Start of GIVEN INFORMATION

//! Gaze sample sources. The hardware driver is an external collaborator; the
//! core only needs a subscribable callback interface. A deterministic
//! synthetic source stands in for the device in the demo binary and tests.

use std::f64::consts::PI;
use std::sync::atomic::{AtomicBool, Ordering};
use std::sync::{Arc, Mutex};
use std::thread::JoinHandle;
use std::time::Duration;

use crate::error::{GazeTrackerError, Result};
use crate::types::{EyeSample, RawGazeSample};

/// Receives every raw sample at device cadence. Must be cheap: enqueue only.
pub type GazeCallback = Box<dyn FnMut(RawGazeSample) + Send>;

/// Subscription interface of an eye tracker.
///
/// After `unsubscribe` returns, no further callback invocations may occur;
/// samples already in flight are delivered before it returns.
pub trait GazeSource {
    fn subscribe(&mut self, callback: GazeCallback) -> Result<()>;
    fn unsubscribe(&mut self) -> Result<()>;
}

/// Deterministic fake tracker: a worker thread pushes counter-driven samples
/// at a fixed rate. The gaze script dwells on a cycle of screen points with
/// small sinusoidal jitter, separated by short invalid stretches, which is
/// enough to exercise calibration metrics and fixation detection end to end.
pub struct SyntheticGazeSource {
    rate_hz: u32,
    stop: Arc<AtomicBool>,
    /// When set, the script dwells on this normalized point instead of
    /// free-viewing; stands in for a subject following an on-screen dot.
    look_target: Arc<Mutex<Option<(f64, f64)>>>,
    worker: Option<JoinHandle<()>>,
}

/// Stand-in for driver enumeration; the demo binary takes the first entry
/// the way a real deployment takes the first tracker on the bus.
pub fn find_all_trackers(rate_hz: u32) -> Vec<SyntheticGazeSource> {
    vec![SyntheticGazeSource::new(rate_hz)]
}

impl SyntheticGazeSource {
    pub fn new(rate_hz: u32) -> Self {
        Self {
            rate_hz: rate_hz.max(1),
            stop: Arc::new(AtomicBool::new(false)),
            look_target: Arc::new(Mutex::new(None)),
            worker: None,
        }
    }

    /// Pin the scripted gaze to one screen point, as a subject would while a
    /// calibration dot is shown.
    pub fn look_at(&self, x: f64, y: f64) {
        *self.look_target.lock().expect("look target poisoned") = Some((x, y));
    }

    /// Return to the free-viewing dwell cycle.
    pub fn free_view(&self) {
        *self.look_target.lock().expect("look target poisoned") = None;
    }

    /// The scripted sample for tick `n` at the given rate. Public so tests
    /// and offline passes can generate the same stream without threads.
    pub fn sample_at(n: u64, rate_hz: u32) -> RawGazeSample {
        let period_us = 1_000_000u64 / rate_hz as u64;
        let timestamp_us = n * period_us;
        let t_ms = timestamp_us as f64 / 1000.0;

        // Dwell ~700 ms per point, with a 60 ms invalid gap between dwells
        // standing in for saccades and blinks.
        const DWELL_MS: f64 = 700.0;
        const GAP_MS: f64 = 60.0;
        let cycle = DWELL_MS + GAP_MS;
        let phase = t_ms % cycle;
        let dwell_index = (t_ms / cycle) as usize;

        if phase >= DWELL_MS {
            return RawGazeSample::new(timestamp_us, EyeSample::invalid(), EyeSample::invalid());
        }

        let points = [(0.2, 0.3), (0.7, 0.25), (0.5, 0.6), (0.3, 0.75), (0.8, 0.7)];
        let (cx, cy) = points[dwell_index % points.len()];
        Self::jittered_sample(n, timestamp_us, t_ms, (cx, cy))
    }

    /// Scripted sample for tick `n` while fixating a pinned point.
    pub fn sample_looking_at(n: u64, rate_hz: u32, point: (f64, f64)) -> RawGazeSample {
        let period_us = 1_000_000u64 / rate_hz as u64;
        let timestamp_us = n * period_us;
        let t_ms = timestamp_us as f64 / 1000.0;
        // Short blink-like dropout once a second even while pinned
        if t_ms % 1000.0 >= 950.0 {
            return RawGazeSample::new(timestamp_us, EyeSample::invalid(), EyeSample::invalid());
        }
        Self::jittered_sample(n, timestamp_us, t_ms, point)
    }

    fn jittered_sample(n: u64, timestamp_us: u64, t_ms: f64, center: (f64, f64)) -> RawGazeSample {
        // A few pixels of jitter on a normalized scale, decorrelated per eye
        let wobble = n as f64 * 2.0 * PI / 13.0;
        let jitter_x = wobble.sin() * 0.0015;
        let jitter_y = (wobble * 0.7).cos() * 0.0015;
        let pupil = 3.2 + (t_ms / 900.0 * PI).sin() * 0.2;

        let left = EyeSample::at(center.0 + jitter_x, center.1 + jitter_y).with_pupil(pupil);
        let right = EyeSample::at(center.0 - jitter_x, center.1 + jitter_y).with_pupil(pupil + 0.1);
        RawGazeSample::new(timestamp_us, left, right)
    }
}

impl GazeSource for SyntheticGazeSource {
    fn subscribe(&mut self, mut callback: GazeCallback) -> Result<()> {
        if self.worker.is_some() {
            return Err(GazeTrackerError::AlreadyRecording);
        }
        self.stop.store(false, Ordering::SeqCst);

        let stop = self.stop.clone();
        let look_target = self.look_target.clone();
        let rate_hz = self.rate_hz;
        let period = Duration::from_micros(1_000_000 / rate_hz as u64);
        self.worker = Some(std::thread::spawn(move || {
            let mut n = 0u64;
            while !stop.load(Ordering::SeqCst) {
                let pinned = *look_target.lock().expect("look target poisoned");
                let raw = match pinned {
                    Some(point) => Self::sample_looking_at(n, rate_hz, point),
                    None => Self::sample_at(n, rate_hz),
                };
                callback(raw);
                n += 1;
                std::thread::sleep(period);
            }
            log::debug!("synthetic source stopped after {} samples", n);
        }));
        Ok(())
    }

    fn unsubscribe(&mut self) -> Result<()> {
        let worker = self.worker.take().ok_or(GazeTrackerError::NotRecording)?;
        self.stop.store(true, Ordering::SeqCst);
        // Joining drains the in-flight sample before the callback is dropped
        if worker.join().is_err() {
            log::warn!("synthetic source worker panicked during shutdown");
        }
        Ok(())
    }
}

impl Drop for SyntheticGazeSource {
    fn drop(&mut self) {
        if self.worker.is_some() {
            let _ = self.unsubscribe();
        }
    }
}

End of GIVEN INFORMATION
Start of GIVEN INFORMATION

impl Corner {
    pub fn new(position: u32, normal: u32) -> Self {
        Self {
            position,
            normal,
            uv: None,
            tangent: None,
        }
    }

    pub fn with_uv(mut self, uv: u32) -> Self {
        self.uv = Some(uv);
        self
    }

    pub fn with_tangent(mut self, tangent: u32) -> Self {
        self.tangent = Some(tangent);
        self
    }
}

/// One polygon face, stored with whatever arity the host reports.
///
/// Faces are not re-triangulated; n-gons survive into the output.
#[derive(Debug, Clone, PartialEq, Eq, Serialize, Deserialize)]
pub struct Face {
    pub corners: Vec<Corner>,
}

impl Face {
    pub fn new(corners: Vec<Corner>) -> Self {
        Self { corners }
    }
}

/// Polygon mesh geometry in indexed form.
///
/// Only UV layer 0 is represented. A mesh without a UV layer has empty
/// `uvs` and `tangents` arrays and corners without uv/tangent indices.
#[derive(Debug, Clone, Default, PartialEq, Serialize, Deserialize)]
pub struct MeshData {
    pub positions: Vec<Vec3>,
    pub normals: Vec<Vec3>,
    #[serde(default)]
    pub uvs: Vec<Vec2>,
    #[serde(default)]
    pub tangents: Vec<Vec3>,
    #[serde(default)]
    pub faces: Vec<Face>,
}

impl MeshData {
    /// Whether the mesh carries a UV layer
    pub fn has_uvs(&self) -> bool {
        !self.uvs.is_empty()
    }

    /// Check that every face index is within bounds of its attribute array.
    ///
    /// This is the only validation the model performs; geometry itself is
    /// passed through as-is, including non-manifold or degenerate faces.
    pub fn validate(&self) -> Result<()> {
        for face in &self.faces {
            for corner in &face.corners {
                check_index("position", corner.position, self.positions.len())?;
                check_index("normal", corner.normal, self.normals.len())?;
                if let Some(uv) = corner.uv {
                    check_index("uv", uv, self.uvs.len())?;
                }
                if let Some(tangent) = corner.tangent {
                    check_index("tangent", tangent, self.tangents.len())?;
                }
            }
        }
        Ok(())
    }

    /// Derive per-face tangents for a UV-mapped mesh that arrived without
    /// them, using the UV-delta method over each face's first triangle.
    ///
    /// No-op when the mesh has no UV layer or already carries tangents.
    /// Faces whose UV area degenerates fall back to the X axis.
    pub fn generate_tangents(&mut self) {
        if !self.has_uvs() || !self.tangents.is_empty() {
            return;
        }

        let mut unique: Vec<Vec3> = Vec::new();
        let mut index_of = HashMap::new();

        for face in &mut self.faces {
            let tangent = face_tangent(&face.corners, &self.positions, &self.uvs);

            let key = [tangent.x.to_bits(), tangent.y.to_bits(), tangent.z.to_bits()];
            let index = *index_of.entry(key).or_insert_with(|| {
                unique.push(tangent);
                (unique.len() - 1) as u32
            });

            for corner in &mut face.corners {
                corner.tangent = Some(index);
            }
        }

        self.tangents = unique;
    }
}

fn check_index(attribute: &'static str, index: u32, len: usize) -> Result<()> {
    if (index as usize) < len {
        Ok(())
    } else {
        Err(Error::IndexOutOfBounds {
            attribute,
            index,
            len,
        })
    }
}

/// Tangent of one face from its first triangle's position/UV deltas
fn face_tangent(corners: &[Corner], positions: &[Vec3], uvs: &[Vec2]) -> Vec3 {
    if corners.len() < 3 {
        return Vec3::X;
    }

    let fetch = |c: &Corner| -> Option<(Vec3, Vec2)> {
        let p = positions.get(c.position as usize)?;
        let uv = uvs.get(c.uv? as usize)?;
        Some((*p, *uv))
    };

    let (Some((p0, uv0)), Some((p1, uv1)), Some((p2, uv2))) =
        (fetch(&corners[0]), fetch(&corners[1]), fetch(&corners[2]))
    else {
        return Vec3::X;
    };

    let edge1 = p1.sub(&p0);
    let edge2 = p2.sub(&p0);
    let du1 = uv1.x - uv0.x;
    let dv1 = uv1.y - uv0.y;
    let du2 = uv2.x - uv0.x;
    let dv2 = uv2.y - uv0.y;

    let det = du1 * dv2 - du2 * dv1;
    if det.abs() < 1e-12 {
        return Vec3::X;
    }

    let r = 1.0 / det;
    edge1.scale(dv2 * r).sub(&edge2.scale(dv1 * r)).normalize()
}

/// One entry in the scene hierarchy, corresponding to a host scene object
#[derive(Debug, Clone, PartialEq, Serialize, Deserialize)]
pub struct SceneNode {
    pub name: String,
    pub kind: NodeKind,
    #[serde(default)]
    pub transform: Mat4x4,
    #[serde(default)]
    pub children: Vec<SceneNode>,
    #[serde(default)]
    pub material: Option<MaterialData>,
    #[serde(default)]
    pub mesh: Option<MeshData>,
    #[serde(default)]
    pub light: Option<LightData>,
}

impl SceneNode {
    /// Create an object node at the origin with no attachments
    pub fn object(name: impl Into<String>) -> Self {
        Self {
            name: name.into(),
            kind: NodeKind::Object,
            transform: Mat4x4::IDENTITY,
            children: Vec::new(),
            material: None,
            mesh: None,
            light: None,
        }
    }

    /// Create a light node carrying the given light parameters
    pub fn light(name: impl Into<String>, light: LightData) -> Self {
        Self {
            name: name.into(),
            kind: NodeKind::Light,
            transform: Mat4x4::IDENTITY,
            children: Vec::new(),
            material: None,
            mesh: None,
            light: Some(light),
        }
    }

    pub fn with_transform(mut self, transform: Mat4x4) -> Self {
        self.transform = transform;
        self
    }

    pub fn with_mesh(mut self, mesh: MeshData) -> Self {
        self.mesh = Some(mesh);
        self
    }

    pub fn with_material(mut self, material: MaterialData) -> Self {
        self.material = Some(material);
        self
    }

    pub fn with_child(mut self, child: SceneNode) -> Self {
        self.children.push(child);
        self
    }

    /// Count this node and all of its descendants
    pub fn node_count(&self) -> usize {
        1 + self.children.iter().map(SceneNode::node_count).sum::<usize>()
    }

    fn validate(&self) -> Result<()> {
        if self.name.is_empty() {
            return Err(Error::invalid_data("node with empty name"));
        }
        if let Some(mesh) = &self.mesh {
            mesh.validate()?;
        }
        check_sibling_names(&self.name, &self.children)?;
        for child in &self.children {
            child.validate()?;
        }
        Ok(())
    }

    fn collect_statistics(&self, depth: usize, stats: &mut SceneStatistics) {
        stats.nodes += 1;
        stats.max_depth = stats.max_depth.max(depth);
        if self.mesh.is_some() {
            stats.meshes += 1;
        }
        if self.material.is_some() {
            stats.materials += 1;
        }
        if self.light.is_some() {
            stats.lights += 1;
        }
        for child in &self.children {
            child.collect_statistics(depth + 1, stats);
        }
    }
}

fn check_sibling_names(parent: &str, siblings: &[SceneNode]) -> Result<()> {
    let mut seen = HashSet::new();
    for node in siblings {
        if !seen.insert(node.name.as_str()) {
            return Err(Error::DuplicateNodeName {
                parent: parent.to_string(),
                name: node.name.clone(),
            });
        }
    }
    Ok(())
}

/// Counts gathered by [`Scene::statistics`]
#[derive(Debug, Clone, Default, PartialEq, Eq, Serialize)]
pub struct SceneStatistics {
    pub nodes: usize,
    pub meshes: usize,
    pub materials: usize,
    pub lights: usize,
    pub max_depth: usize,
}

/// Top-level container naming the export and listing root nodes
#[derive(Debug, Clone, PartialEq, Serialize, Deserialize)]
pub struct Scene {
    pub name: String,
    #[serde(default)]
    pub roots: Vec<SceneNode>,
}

End of GIVEN INFORMATION
Start of GIVEN INFORMATION

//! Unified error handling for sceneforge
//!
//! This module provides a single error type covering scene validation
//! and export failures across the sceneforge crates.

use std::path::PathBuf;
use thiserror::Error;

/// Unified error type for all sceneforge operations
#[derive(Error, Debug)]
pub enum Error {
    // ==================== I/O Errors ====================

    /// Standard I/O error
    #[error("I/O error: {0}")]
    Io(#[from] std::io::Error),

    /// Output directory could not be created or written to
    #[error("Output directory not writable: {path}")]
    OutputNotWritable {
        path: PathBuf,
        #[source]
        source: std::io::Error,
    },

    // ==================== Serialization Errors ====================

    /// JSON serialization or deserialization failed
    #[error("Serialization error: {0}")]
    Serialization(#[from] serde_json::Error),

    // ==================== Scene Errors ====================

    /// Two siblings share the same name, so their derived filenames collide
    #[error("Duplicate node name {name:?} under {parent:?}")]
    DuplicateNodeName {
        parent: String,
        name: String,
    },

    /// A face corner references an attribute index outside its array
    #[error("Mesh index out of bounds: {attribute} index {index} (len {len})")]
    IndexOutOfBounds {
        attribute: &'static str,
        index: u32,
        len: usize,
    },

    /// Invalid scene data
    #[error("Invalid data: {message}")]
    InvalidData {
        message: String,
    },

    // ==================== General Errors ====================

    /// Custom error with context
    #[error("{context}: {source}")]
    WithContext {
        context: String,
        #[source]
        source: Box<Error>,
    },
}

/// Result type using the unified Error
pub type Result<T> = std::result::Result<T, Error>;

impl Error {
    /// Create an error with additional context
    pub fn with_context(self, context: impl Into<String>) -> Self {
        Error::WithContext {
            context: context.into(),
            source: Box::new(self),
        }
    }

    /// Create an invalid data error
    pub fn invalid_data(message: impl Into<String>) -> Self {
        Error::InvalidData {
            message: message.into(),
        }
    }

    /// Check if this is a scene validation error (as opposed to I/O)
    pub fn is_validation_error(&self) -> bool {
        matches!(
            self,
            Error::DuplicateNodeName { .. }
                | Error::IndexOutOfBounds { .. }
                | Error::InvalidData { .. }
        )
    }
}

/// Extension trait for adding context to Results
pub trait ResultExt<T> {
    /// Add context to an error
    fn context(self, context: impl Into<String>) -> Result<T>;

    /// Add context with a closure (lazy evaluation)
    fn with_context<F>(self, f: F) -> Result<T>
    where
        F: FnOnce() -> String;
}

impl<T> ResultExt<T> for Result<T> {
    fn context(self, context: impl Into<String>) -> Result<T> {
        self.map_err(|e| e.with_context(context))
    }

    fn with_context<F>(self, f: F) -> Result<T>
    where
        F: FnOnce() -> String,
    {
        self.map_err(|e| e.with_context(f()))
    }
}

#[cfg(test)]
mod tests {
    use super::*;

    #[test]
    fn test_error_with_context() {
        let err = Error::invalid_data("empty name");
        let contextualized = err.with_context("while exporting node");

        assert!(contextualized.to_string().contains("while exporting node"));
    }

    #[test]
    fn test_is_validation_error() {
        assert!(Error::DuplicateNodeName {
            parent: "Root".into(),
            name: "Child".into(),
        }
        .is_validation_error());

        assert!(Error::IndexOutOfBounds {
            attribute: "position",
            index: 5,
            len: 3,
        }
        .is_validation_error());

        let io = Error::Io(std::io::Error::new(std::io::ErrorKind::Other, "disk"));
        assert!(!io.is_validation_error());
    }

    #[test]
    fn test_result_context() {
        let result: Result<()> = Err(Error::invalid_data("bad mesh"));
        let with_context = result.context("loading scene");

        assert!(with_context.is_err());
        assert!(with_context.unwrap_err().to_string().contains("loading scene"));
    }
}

End of GIVEN INFORMATION

**WORK INSTRUCTIONS:** Your answer should be each line of the data that contains the word "entry", copied as it stands.

**RESPONSE TO THIS TASK:**
/// Stand-in for driver enumeration; the demo binary takes the first entry
            let index = *index_of.entry(key).or_insert_with(|| {
/// One entry in the scene hierarchy, corresponding to a host scene object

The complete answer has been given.